Al-Hout has died a disappointed and frustrated man, his life's work,
for the foreseeable future, buried in a divided and moribund PLO and a
Palestinian national movement in the worst straits in its 50-year
history.
He once wrote: "If I were asked after all these years, after that evil
day I was wrenched from Palestine, if I remained convinced of my right
to return, I would never hesitate to say 'yes'. It is not just that I
will return to Palestine, but Palestine will return to me and to what
it once was." He died still believing that, but the past 15 or so years
gave him strong reason to doubt that his dream would be realised soon.
Al-Hout was born and raised in Jaffa, his secondary education at the
Amiriyya high school ending abruptly in April 1948, when Jewish
irregulars seized the city from under the noses of the British army,
forcing most of the Arab population to flee. His own family sailed to
Lebanon, from where they originated (though al-Hout never regarded
himself as anything but Palestinian).
After a rumbustious five years studying politics at the American
University of Beirut, the region's prime academy for Arab nationalists,
and taking part in student politics and demonstrations, Al-Hout taught
at schools in Beirut and Kuwait, another centre of Palestinian ferment,
where he fell in with Yasser Arafat and other adherents of the cause.
In the early 1960s he became a journalist on – and later editor of –
the radical weekly Al-Hawadith (Events), and also wrote a satirical
column for the equally radical daily Al-Moharrer (the Editor), whose
days were ended in early 1976 by a bomb planted in its printing shop by
Syrian agents.
Al-Hout left journalism for full-time Palestinian politics in 1963, and
helped found first the leftist Palestine Liberation Front and then the
PLO in May 1964. He was soon appointed full-time PLO representative in
Lebanon, a post in which he survived 10 Israeli assassination attempts,
the Lebanese civil war, the Israeli invasion in 1982 and the
Sabra-Shatila massacre (the subject of the definitive oral and
victim-sourced history by his wife, Bayan Nuwayhed). Al-Hout remained
in Beirut after the PLO was forced to leave Lebanon in 1982. From 1974,
he had also been the PLO's representative at the annual UN general
assembly meetings.
He was twice a member of the PLO executive, before Arafat took over
from Ahmed Shukairy, from 1966 to 1968, and – appointed by Arafat, who
wanted his antagonistic but admired friend inside the tent – from 1991
to 1993. Al-Hout left the executive over what he, like many, regarded
as the disaster of the Arafat-orchestrated PLO recognition of Israel
under the Oslo accords, and the movement's effective return to the
occupied territories under the control and aegis of Israel.
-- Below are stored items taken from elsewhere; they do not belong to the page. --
//! RS256 token signing and verification.
//!
//! The [`Authenticator`] signs with the private half of the active key and
//! verifies with whichever public key the token's `kid` header names.
//!
//! # Verification
//!
//! A token is accepted only if all of the following hold:
//!
//! - The header names the RS256 algorithm and carries a `kid`
//! - The `kid` resolves to a public key in the store
//! - The signature verifies against that key
//! - `iss` matches the configured issuer
//! - `now < exp`, with no leeway
//! - `sub` is non-empty
//!
//! Every failure surfaces as [`AuthError::InvalidToken`]; the concrete reason is
//! logged at debug level only.

use std::sync::Arc;
use std::time::Duration;

use chrono::Utc;
use jsonwebtoken::{Algorithm, Header, Validation, decode, decode_header, encode};
use tracing::debug;
use userhub_config::AuthConfig;

use crate::claims::Claims;
use crate::error::AuthError;
use crate::keystore::KeyLookup;

#[derive(Clone)]
pub struct Authenticator {
    keys: Arc<dyn KeyLookup>,
    active_kid: String,
    issuer: String,
    token_ttl: Duration,
}

impl std::fmt::Debug for Authenticator {
    fn fmt(&self, f: &mut std::fmt::Formatter<'_>) -> std::fmt::Result {
        f.debug_struct("Authenticator")
            .field("active_kid", &self.active_kid)
            .field("issuer", &self.issuer)
            .field("token_ttl", &self.token_ttl)
            .finish()
    }
}

impl Authenticator {
    /// Builds an authenticator, checking up front that the active key can sign.
    pub fn new(keys: Arc<dyn KeyLookup>, config: &AuthConfig) -> Result<Self, AuthError> {
        keys.private_key(&config.active_kid)?;

        Ok(Self {
            keys,
            active_kid: config.active_kid.clone(),
            issuer: config.issuer.clone(),
            token_ttl: config.token_ttl,
        })
    }

    pub fn issuer(&self) -> &str {
        &self.issuer
    }

    pub fn active_kid(&self) -> &str {
        &self.active_kid
    }

    /// Claims for `subject`, issued at `now` (Unix seconds).
    pub fn issue_claims(&self, subject: impl Into<String>, roles: Vec<String>, now: u64) -> Claims {
        Claims::new(self.issuer.clone(), subject, roles, now, self.token_ttl)
    }

    /// Signs `claims` with the active key.
    pub fn generate_token(&self, claims: &Claims) -> Result<String, AuthError> {
        let key = self.keys.private_key(&self.active_kid)?;

        let mut header = Header::new(Algorithm::RS256);
        header.kid = Some(self.active_kid.clone());

        encode(&header, claims, key).map_err(AuthError::Signing)
    }

    /// Verifies `token` against the current time.
    pub fn validate_token(&self, token: &str) -> Result<Claims, AuthError> {
        self.validate_token_at(token, now_unix())
    }

    /// Verifies `token` as of `now` (Unix seconds).
    pub fn validate_token_at(&self, token: &str, now: u64) -> Result<Claims, AuthError> {
        self.verify(token, now).map_err(|reason| {
            debug!(reason = %reason, "token rejected");
            AuthError::InvalidToken
        })
    }

    fn verify(&self, token: &str, now: u64) -> Result<Claims, String> {
        let header = decode_header(token).map_err(|e| format!("malformed header: {}", e))?;
        if header.alg != Algorithm::RS256 {
            return Err(format!("unexpected algorithm {:?}", header.alg));
        }
        let kid = header.kid.ok_or_else(|| "missing kid".to_string())?;
        let key = self.keys.public_key(&kid).map_err(|e| e.to_string())?;

        let mut validation = Validation::new(Algorithm::RS256);
        validation.leeway = 0;
        // Expiry is checked below against the caller's clock.
        validation.validate_exp = false;
        validation.set_issuer(&[self.issuer.as_str()]);
        validation.set_required_spec_claims(&["exp", "iss", "sub"]);

        let claims = decode::<Claims>(token, key, &validation)
            .map_err(|e| format!("verification failed: {}", e))?
            .claims;

        if claims.exp <= now {
            return Err(format!("expired at {}", claims.exp));
        }
        if claims.exp <= claims.iat {
            return Err("expiry precedes issue time".to_string());
        }
        if claims.sub.is_empty() {
            return Err("empty subject".to_string());
        }

        Ok(claims)
    }
}

pub fn now_unix() -> u64 {
    Utc::now().timestamp().max(0) as u64
}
In that great division in the Palestinian movement between the
"outside" – the diaspora of the refugee camps and the millions of
exiles worldwide – and the "inside"– the Palestinian authority and its
constituents – Al-Hout was a devout outsider. He believed that all of
Palestine belonged to all Palestinians, in one state. In later years,
he remained a member of the Palestine National Council, the
parliament-in-exile, but stayed out of politics, writing his memoirs,
spreading the word in his articulate and forceful way, in that familiar
and formidable deep smoker's growl, usually alongside a rapidly
diminishing bottle of Black Label whisky. He viewed recent Palestinian
developments with dejection and pessimism, though never despair.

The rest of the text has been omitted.